事業概要
オルガノは、水処理エンジニアリング事業と機能商品事業を二つの柱として展開する企業です。主力である水処理エンジニアリング事業は、電子産業分野、一般産業分野、社会インフラ分野など多岐にわたる顧客に対し、プラントの設計・建設・メンテナンス、および設備保有型サービスを提供しています。特に、先端半導体製造に不可欠な超純水供給や薬液供給システムにおいて高い技術力を有しており、台湾や米国などの半導体主要拠点での実績が豊富です。機能商品事業では、水処理薬品や純水製造装置、分析機器などを提供し、水処理エンジニアリング事業とのシナジーを追求しています。2026年3月期においては、売上高1,777億円、営業利益376億円と、前期比でそれぞれ8.8%、21.0%の増収増益を達成し、好調な業績を維持しています。
直近決算ハイライト
2026年3月期の決算では、売上高が前期比8.8%増の1,777億円となり、過去最高を更新しました。営業利益は同21.0%増の376億円、経常利益は同20.5%増の381億円、当期純利益は同17.6%増の284億円と、利益面でも大幅な成長を遂げました。特に、主力である水処理エンジニアリング事業において、電子産業分野、特に先端半導体向けの大型プロジェクトが順調に進捗したことに加え、収益性の高いソリューション事業の売上増加が利益を押し上げました。機能商品事業も、電子産業向けの薬品や機能材の販売が伸長し、事業全体を支えました。ROEは21.5%と高い収益性を維持しており、財務基盤も純資産1,360億円、総資産2,249億円と着実に拡大しています。

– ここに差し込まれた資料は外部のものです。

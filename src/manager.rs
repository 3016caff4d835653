//! The public facade: one token, any number of secrets.
//!
//! ```no_run
//! # async fn run() -> evergreen_vault::Result<()> {
//! use evergreen_vault::{Config, SecretsManager};
//!
//! let config = Config::from_env()?;
//! let (manager, mut errors) = SecretsManager::new(config).await?;
//! tokio::spawn(async move {
//!     while let Some(err) = errors.recv().await {
//!         eprintln!("{err}");
//!     }
//! });
//!
//! let db = manager.get_secret("database/creds/app").await?;
//! let password = db.get_str("password");
//! # let _ = password;
//! manager.shutdown().await;
//! # Ok(())
//! # }
//! ```

use std::collections::HashMap;
use std::path::PathBuf;
use std::sync::{Arc, Mutex, PoisonError};

use secrecy::SecretString;
use tokio_util::sync::CancellationToken;
use tokio_util::task::TaskTracker;

use crate::auth::{AuthMethod, Authenticator, BrowserOpener, OidcLogin};
use crate::backoff::RefreshPolicy;
use crate::client::VaultClient;
use crate::config::Config;
use crate::error::{Result, VaultError};
use crate::evergreen::EvergreenSecret;
use crate::google;
use crate::report::{self, ErrorReceiver, ErrorReporter};
use crate::secret::SecretAccessor;
use crate::token::{TokenLifecycle, TokenStatus};

/// What every background loop needs, cloned into each one.
#[derive(Clone)]
pub(crate) struct Background {
    pub client: VaultClient,
    pub reporter: ErrorReporter,
    pub policy: RefreshPolicy,
    pub cancel: CancellationToken,
    pub tracker: TaskTracker,
}

/// Filled in once the first renewable fetch for a path succeeds.
type Slot = Arc<tokio::sync::Mutex<Option<SecretAccessor>>>;

struct Inner {
    token: Arc<TokenLifecycle>,
    background: Background,
    shutdown: CancellationToken,
    slots: Mutex<HashMap<String, Slot>>,
    google_credentials_file: PathBuf,
}

impl Drop for Inner {
    fn drop(&mut self) {
        self.shutdown.cancel();
    }
}

/// Keeps a Vault token valid and hands out self-refreshing secrets.
///
/// Cheap to clone; clones share the token and the secret cache. Dropping the
/// last clone stops all background loops.
#[derive(Clone)]
pub struct SecretsManager {
    inner: Arc<Inner>,
}

/// Optional overrides for [`SecretsManager`] construction.
pub struct SecretsManagerBuilder {
    config: Config,
    http: Option<reqwest::Client>,
    authenticator: Option<Arc<dyn Authenticator>>,
    browser_opener: Option<Arc<dyn BrowserOpener>>,
}

impl SecretsManagerBuilder {
    /// Use a preconfigured HTTP client instead of building one.
    pub fn http_client(mut self, http: reqwest::Client) -> Self {
        self.http = Some(http);
        self
    }

    /// Authenticate with `authenticator` instead of `config.auth`.
    pub fn authenticator(mut self, authenticator: Arc<dyn Authenticator>) -> Self {
        self.authenticator = Some(authenticator);
        self
    }

    /// Where to send the login URL when `config.auth` is OIDC.
    pub fn browser_opener(mut self, opener: Arc<dyn BrowserOpener>) -> Self {
        self.browser_opener = Some(opener);
        self
    }

    /// Validate the config, authenticate, and start token renewal.
    ///
    /// Fails without starting anything if the config is invalid or the first
    /// authentication fails.
    pub async fn build(self) -> Result<(SecretsManager, ErrorReceiver)> {
        let Self {
            config,
            http,
            authenticator,
            browser_opener,
        } = self;
        config.validate()?;

        let client = match http {
            Some(http) => VaultClient::new(&config.address, http),
            None => VaultClient::with_timeout(&config.address, config.request_timeout)?,
        };
        let authenticator = match (authenticator, &config.auth, browser_opener) {
            (Some(authenticator), _, _) => authenticator,
            (None, AuthMethod::Oidc(settings), Some(opener)) => {
                Arc::new(OidcLogin::new(settings.clone()).with_opener(opener))
            }
            (None, auth, _) => auth.authenticator(),
        };

        let (reporter, receiver) = report::channel(config.error_buffer);
        let shutdown = CancellationToken::new();
        let background = Background {
            client,
            reporter,
            policy: config.refresh,
            cancel: shutdown.child_token(),
            tracker: TaskTracker::new(),
        };

        tracing::info!(
            address = background.client.address(),
            method = authenticator.method(),
            "starting secrets manager"
        );
        let token = TokenLifecycle::start(authenticator, &background).await?;

        let manager = SecretsManager {
            inner: Arc::new(Inner {
                token,
                background,
                shutdown,
                slots: Mutex::new(HashMap::new()),
                google_credentials_file: config.google_credentials_file,
            }),
        };
        Ok((manager, receiver))
    }
}

impl SecretsManager {
    pub fn builder(config: Config) -> SecretsManagerBuilder {
        SecretsManagerBuilder {
            config,
            http: None,
            authenticator: None,
            browser_opener: None,
        }
    }

    /// Build a manager with default HTTP client and the configured auth method.
    ///
    /// Background failures are delivered on the returned receiver; see
    /// [`ErrorReceiver`].
    pub async fn new(config: Config) -> Result<(Self, ErrorReceiver)> {
        Self::builder(config).build().await
    }

    pub fn address(&self) -> &str {
        self.inner.background.client.address()
    }

    /// Fetch the secret at `path` and return an accessor for it.
    ///
    /// A renewable secret is cached and refreshed in the background; later
    /// calls for the same path return the same accessor without a request.
    /// A non-renewable secret is fetched on every call and never refreshed.
    pub async fn get_secret(&self, path: &str) -> Result<SecretAccessor> {
        self.ensure_running()?;
        let path = path.trim_matches('/');
        let slot = self.slot(path);
        let mut slot = slot.lock().await;
        if let Some(accessor) = slot.as_ref() {
            return Ok(accessor.clone());
        }

        let token = self.inner.token.token();
        let snapshot = self
            .inner
            .background
            .client
            .read_secret(path, &token)
            .await?;

        if !snapshot.renewable {
            tracing::debug!(path, "secret is not renewable");
            return Ok(SecretAccessor::fixed(snapshot));
        }

        tracing::info!(
            path,
            lease_secs = snapshot.lease_duration.as_secs(),
            "keeping secret fresh"
        );
        let secret =
            EvergreenSecret::spawn(snapshot, self.inner.token.clone(), &self.inner.background);
        let accessor = SecretAccessor::evergreen(secret);
        *slot = Some(accessor.clone());
        Ok(accessor)
    }

    /// Install the base64 key at `data[key]` of `path` as the default Google
    /// application credentials for this process.
    pub async fn set_default_google_credentials(&self, path: &str, key: &str) -> Result<PathBuf> {
        self.ensure_running()?;
        let path = path.trim_matches('/');
        let token = self.inner.token.token();
        let snapshot = self
            .inner
            .background
            .client
            .read_secret(path, &token)
            .await?;
        let contents = google::decode_key(path, &snapshot.data, key)?;
        google::install(&self.inner.google_credentials_file, &contents).await
    }

    /// The current token.
    pub fn token(&self) -> SecretString {
        self.inner.token.token()
    }

    pub fn token_status(&self) -> TokenStatus {
        self.inner.token.status()
    }

    /// Stop every background loop and wait for them to exit.
    ///
    /// Accessors keep answering with their last value afterwards.
    pub async fn shutdown(&self) {
        if !self.inner.shutdown.is_cancelled() {
            tracing::info!("shutting down secrets manager");
        }
        self.inner.shutdown.cancel();
        let tracker = &self.inner.background.tracker;
        tracker.close();
        tracker.wait().await;
    }

    pub fn is_shut_down(&self) -> bool {
        self.inner.shutdown.is_cancelled()
    }

    fn ensure_running(&self) -> Result<()> {
        if self.is_shut_down() {
            return Err(VaultError::Configuration(
                "secrets manager has been shut down".to_string(),
            ));
        }
        Ok(())
    }

    fn slot(&self, path: &str) -> Slot {
        self.inner
            .slots
            .lock()
            .unwrap_or_else(PoisonError::into_inner)
            .entry(path.to_string())
            .or_default()
            .clone()
    }
}

impl std::fmt::Debug for SecretsManager {
    fn fmt(&self, f: &mut std::fmt::Formatter<'_>) -> std::fmt::Result {
        f.debug_struct("SecretsManager")
            .field("address", &self.address())
            .field("shut_down", &self.is_shut_down())
            .finish_non_exhaustive()
    }
}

現金及び預金は前期比85.4%増の311億円と大幅に増加し、財務の健全性が高まっています。
強みと競争優位性
オルガノの強みは、長年にわたり培ってきた高度な分離精製技術と水処理に関する総合的なエンジニアリング能力にあります。特に、半導体製造プロセスで要求される超純水や高純度薬液の供給・管理技術は、極めて高い参入障壁を形成しています。先端半導体市場における主要顧客との強固な信頼関係と、台湾や米国といった成長市場における先行的な事業展開も優位性となっています。また、設備保有型サービスというビジネスモデルは、顧客の設備投資負担を軽減しつつ、安定的な収益基盤を構築する上で有効です。さらに、電子産業分野で培った技術を応用し、顧客のサステナビリティ課題解決に貢献する製品・サービスの提供能力も、競争優位性を高めています。M&Aやグローバル展開も視野に入れた経営戦略は、将来的な成長ドライバーとなる可能性があります。
リスク要因
オルガノの事業運営における主要なリスクとして、まず海外事業における地政学リスクが挙げられます。台湾情勢の緊迫化や米中関係の悪化は、サプライチェーンへの影響や事業活動の制限につながる可能性があります。また、先端半導体市場への事業集中度が高いことは、当該市場の変動や主要顧客の動向に業績が大きく左右されるリスクを内包しています。具体的には、特定の大型案件の受注喪失や、顧客の経営状況悪化が業績に与える影響は無視できません。資材・工事調達においても、特定取引先への依存や、中東情勢の悪化による供給不安、エネルギー価格高騰、円安進行などがコスト上昇や調達遅延のリスクとなります。さらに、サイバーセキュリティリスクや、自然災害による事業中断リスクも潜在的な脅威として存在します。これらのリスクに対し、同社は情報収集、技術開発、サプライヤーとの関係強化、BCP策定など多様な対応策を講じていますが、リスクの顕在化は業績に影響を与える可能性があります。
投資テーマとの関連
オルガノは、現代の主要な投資テーマである「半導体」および「AI」分野と極めて高い関連性を有しています。生成AIの需要急拡大を背景とした先端半導体の設備投資活発化は、同社の主力事業である水処理エンジニアリング事業にとって最大の追い風となっています。特に、半導体製造プロセスに不可欠な超純水・高純度薬液供給システムや関連技術は、半導体サプライチェーンの根幹を支える重要な要素です。また、データセンター向け投資の本格化も、半導体需要をさらに押し上げる要因となります。同社が持つ高度な分離精製技術は、半導体製造用薬液の精製など、AI技術の進化を支える基盤技術への応用も期待されます。これらのテーマとの直接的かつ深い関連性は、今後の成長ポテンシャルを示す重要な要素と言えます。